La caméra, toujours en mouvement, enchaine les plans, travelling, grands angles et plans rapprochés dans un exercice de fluidité éclatant. Vecteur principal de ce malaise persistant, Bradley Cooper excelle (enfin) dans un rôle à contre-emploi de ses personnages de beaux-gosses (Very Bad Trip, Limitless). Branché sur haut voltage tout du long et prêt à exploser au quart de tour, il suffit d’un regard à l’acteur pour basculer vers la sensibilité et la vulnérabilité.
Robert de Niro, qui n’a pas été aussi concerné et habité depuis un bail, compose très justement aussi bien dans l’affrontement, la manipulation, la névrose et le bouleversement. En face, Jennifer Lawrence met son opiniâtreté et sa spontanéité rafraichissante au service de Tiffany dans un jeu en finesse très crédible (malgré son jeune âge à l’époque). On a également le plaisir de croiser une Jacki Weaver d’une justesse touchante et Chris Tucker en parasite savoureux.

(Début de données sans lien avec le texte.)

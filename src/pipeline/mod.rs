//! Pipeline spec types and the deterministic stage executor

pub mod executor;
pub mod spec;

pub use executor::{ExecutionReport, RunControl, StageDiagnostic};
pub use spec::{OutputRequest, PipelineSpec, StageInvocation};
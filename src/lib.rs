//! waveforge - audio processing pipeline service
//!
//! Accepts uploaded audio, decodes it to a canonical interleaved f32 PCM
//! representation, runs a caller-specified chain of deterministic transform
//! stages over it, and encodes the result into one or more output formats.
//! Jobs run asynchronously on a bounded worker pool and are observed through
//! a small REST API.

pub mod api;
pub mod audio;
pub mod config;
pub mod error;
pub mod job;
pub mod pipeline;
pub mod stage;
pub mod store;

pub use error::{Error, Result};
//! HTTP API for waveforge
//!
//! Exposes the job lifecycle over REST: submit, poll, fetch artifacts,
//! cancel. All processing errors after admission are observed through the
//! status endpoint, never as HTTP failures.

pub mod handlers;
pub mod server;

pub use server::{create_router, run, AppContext};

Avec Happiness Therapy, David O. Russel ouvre une nouvelle dimension à la rom-com, celle d’une génération X paumée, éclopée des sentiments qui combat l’adversité à coup de plaisirs simples. Le cinéaste, à l’audace narrative authentique, trouve le parfait équilibre entre comédie et drame et fait éclore une synergie puissante entre les deux registres pour faire de son film un objet plutôt rare, un feel-good movie grinçant qui trouve parfaitement sa place dans nos soirées cinéma, même 8 ans après.